__Task__
Copy the entries character for character.

#####

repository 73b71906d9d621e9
//! Channel abstraction for message I/O.

pub mod channel;
pub mod cli;

pub use channel::*;
pub use cli::CliChannel;
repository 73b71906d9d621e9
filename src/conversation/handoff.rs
//! Hand-off trigger — pushes a qualified record to the CRM.

use std::sync::Arc;

use super::engine::{HandoffRequest, OutboundMessage};
use super::prompts;
use super::state::ConversationState;
use crate::crm::{CrmClient, CrmReceipt};

/// What happened when the record was sent.
#[derive(Debug, Clone, PartialEq, Eq)]
pub enum HandoffOutcome {
    Submitted(CrmReceipt),
    /// The CRM call failed; the record is kept for a later retry.
    Failed { reason: String },
}

impl HandoffOutcome {
    pub fn is_submitted(&self) -> bool {
        matches!(self, Self::Submitted(_))
    }

    /// Record the outcome on `state` and produce the message for the user.
    ///
    /// Only success changes the state; a failure leaves it untouched so the
    /// same record can be submitted again.
    pub fn settle(&self, state: &mut ConversationState) -> OutboundMessage {
        match self {
            Self::Submitted(_) => {
                state.handed_off = true;
                OutboundMessage::assistant(prompts::HANDOFF_CONFIRMED)
            }
            Self::Failed { .. } => OutboundMessage::assistant(prompts::HANDOFF_FAILED),
        }
    }
}

/// Calls the CRM once per request.
#[derive(Clone)]
pub struct HandoffTrigger {
    crm: Arc<dyn CrmClient>,
}

impl HandoffTrigger {
    pub fn new(crm: Arc<dyn CrmClient>) -> Self {
        Self { crm }
    }

    pub async fn submit(&self, request: &HandoffRequest) -> HandoffOutcome {
        match self.crm.submit_lead(&request.record).await {
            Ok(receipt) => {
                tracing::info!(
                    crm = self.crm.name(),
                    contact_id = %receipt.contact_id,
                    reason = ?request.reason,
                    "Lead handed off"
                );
                HandoffOutcome::Submitted(receipt)
            }
            Err(e) => {
                tracing::warn!(crm = self.crm.name(), reason = ?request.reason, "Lead hand-off failed: {}", e);
                HandoffOutcome::Failed {
                    reason: e.to_string(),
                }
            }
        }
    }
}
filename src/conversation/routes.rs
//! REST endpoints for the chat widget.

use std::sync::Arc;

use axum::extract::{Path, State};
use axum::http::StatusCode;
use axum::response::{IntoResponse, Response};
use axum::routing::{get, post};
use axum::{Json, Router};
use serde::Deserialize;
use tower_http::cors::CorsLayer;
use uuid::Uuid;

use super::manager::SessionManager;
use crate::error::SessionError;

/// Shared state for chat routes.
#[derive(Clone)]
pub struct ChatRouteState {
    pub manager: Arc<SessionManager>,
}

#[derive(Debug, Deserialize)]
struct MessageBody {
    text: String,
}

impl IntoResponse for SessionError {
    fn into_response(self) -> Response {
        let status = match &self {
            SessionError::NotFound(_) => StatusCode::NOT_FOUND,
            SessionError::EmptyInput => StatusCode::BAD_REQUEST,
            SessionError::Corrupt(_) => StatusCode::INTERNAL_SERVER_ERROR,
        };
        if status.is_server_error() {
            tracing::error!("Session error: {}", self);
        }
        (status, Json(serde_json::json!({"error": self.to_string()}))).into_response()
    }
}

/// POST /api/sessions
///
/// Opens a conversation and returns its id with the opening question.
async fn open_session(State(state): State<ChatRouteState>) -> impl IntoResponse {
    let (session_id, messages) = state.manager.open().await;
    (
        StatusCode::CREATED,
        Json(serde_json::json!({
            "session_id": session_id,
            "messages": messages,
        })),
    )
}

/// GET /api/sessions/{id}
async fn get_session(
    State(state): State<ChatRouteState>,
    Path(id): Path<Uuid>,
) -> Result<impl IntoResponse, SessionError> {
    Ok(Json(state.manager.snapshot(id).await?))
}

/// POST /api/sessions/{id}/messages
///
/// Body: `{"text": "..."}`. Blank text is a 400.
async fn post_message(
    State(state): State<ChatRouteState>,
    Path(id): Path<Uuid>,
    Json(body): Json<MessageBody>,
) -> Result<impl IntoResponse, SessionError> {
    Ok(Json(state.manager.handle(id, &body.text).await?))
}

/// POST /api/sessions/{id}/reset
async fn reset_session(
    State(state): State<ChatRouteState>,
    Path(id): Path<Uuid>,
) -> Result<impl IntoResponse, SessionError> {
    Ok(Json(state.manager.reset(id).await?))
}

/// POST /api/sessions/{id}/handoff
///
/// Retries a hand-off that failed earlier.
async fn retry_handoff(
    State(state): State<ChatRouteState>,
    Path(id): Path<Uuid>,
) -> Result<impl IntoResponse, SessionError> {
    Ok(Json(state.manager.retry_handoff(id).await?))
}

/// DELETE /api/sessions/{id}
async fn close_session(
    State(state): State<ChatRouteState>,
    Path(id): Path<Uuid>,
) -> Result<StatusCode, SessionError> {
    state.manager.close(id).await?;
    Ok(StatusCode::NO_CONTENT)
}

async fn health() -> &'static str {
    "ok"
}

/// Build the chat REST routes.
pub fn chat_routes(state: ChatRouteState) -> Router {
    Router::new()
        .route("/health", get(health))
        .route("/api/sessions", post(open_session))
        .route("/api/sessions/{id}", get(get_session).delete(close_session))
        .route("/api/sessions/{id}/messages", post(post_message))
        .route("/api/sessions/{id}/reset", post(reset_session))
        .route("/api/sessions/{id}/handoff", post(retry_handoff))
        .layer(CorsLayer::permissive())
        .with_state(state)
}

#####

__Completed exercise__
repository 73b71906d9d621e9
//! Channel abstraction for message I/O.

pub mod channel;
pub mod cli;

pub use channel::*;
pub use cli::CliChannel;
repository 73b71906d9d621e9
filename src/conversation/handoff.rs
//! Hand-off trigger — pushes a qualified record to the CRM.

use std::sync::Arc;

use super::engine::{HandoffRequest, OutboundMessage};
use super::prompts;
use super::state::ConversationState;
use crate::crm::{CrmClient, CrmReceipt};

/// What happened when the record was sent.
#[derive(Debug, Clone, PartialEq, Eq)]
pub enum HandoffOutcome {
    Submitted(CrmReceipt),
    /// The CRM call failed; the record is kept for a later retry.
    Failed { reason: String },
}

impl HandoffOutcome {
    pub fn is_submitted(&self) -> bool {
        matches!(self, Self::Submitted(_))
    }

    /// Record the outcome on `state` and produce the message for the user.
    ///
    /// Only success changes the state; a failure leaves it untouched so the
    /// same record can be submitted again.
    pub fn settle(&self, state: &mut ConversationState) -> OutboundMessage {
        match self {
            Self::Submitted(_) => {
                state.handed_off = true;
                OutboundMessage::assistant(prompts::HANDOFF_CONFIRMED)
            }
            Self::Failed { .. } => OutboundMessage::assistant(prompts::HANDOFF_FAILED),
        }
    }
}

/// Calls the CRM once per request.
#[derive(Clone)]
pub struct HandoffTrigger {
    crm: Arc<dyn CrmClient>,
}

impl HandoffTrigger {
    pub fn new(crm: Arc<dyn CrmClient>) -> Self {
        Self { crm }
    }

    pub async fn submit(&self, request: &HandoffRequest) -> HandoffOutcome {
        match self.crm.submit_lead(&request.record).await {
            Ok(receipt) => {
                tracing::info!(
                    crm = self.crm.name(),
                    contact_id = %receipt.contact_id,
                    reason = ?request.reason,
                    "Lead handed off"
                );
                HandoffOutcome::Submitted(receipt)
            }
            Err(e) => {
                tracing::warn!(crm = self.crm.name(), reason = ?request.reason, "Lead hand-off failed: {}", e);
                HandoffOutcome::Failed {
                    reason: e.to_string(),
                }
            }
        }
    }
}
filename src/conversation/routes.rs
//! REST endpoints for the chat widget.

use std::sync::Arc;

use axum::extract::{Path, State};
use axum::http::StatusCode;
use axum::response::{IntoResponse, Response};
use axum::routing::{get, post};
use axum::{Json, Router};
use serde::Deserialize;
use tower_http::cors::CorsLayer;
use uuid::Uuid;

use super::manager::SessionManager;
use crate::error::SessionError;

/// Shared state for chat routes.
#[derive(Clone)]
pub struct ChatRouteState {
    pub manager: Arc<SessionManager>,
}

#[derive(Debug, Deserialize)]
struct MessageBody {
    text: String,
}

impl IntoResponse for SessionError {
    fn into_response(self) -> Response {
        let status = match &self {
            SessionError::NotFound(_) => StatusCode::NOT_FOUND,
            SessionError::EmptyInput => StatusCode::BAD_REQUEST,
            SessionError::Corrupt(_) => StatusCode::INTERNAL_SERVER_ERROR,
        };
        if status.is_server_error() {
            tracing::error!("Session error: {}", self);
        }
        (status, Json(serde_json::json!({"error": self.to_string()}))).into_response()
    }
}

/// POST /api/sessions
///
/// Opens a conversation and returns its id with the opening question.
async fn open_session(State(state): State<ChatRouteState>) -> impl IntoResponse {
    let (session_id, messages) = state.manager.open().await;
    (
        StatusCode::CREATED,
        Json(serde_json::json!({
            "session_id": session_id,
            "messages": messages,
        })),
    )
}

/// GET /api/sessions/{id}
async fn get_session(
    State(state): State<ChatRouteState>,
    Path(id): Path<Uuid>,
) -> Result<impl IntoResponse, SessionError> {
    Ok(Json(state.manager.snapshot(id).await?))
}

/// POST /api/sessions/{id}/messages
///
/// Body: `{"text": "..."}`. Blank text is a 400.
async fn post_message(
    State(state): State<ChatRouteState>,
    Path(id): Path<Uuid>,
    Json(body): Json<MessageBody>,
) -> Result<impl IntoResponse, SessionError> {
    Ok(Json(state.manager.handle(id, &body.text).await?))
}

/// POST /api/sessions/{id}/reset
async fn reset_session(
    State(state): State<ChatRouteState>,
    Path(id): Path<Uuid>,
) -> Result<impl IntoResponse, SessionError> {
    Ok(Json(state.manager.reset(id).await?))
}

/// POST /api/sessions/{id}/handoff
///
/// Retries a hand-off that failed earlier.
async fn retry_handoff(
    State(state): State<ChatRouteState>,
    Path(id): Path<Uuid>,
) -> Result<impl IntoResponse, SessionError> {
    Ok(Json(state.manager.retry_handoff(id).await?))
}

/// DELETE /api/sessions/{id}
async fn close_session(
    State(state): State<ChatRouteState>,
    Path(id): Path<Uuid>,
) -> Result<StatusCode, SessionError> {
    state.manager.close(id).await?;
    Ok(StatusCode::NO_CONTENT)
}

async fn health() -> &'static str {
    "ok"
}

/// Build the chat REST routes.
pub fn chat_routes(state: ChatRouteState) -> Router {
    Router::new()
        .route("/health", get(health))
        .route("/api/sessions", post(open_session))
        .route("/api/sessions/{id}", get(get_session).delete(close_session))
        .route("/api/sessions/{id}/messages", post(post_message))
        .route("/api/sessions/{id}/reset", post(reset_session))
        .route("/api/sessions/{id}/handoff", post(retry_handoff))
        .layer(CorsLayer::permissive())
        .with_state(state)
}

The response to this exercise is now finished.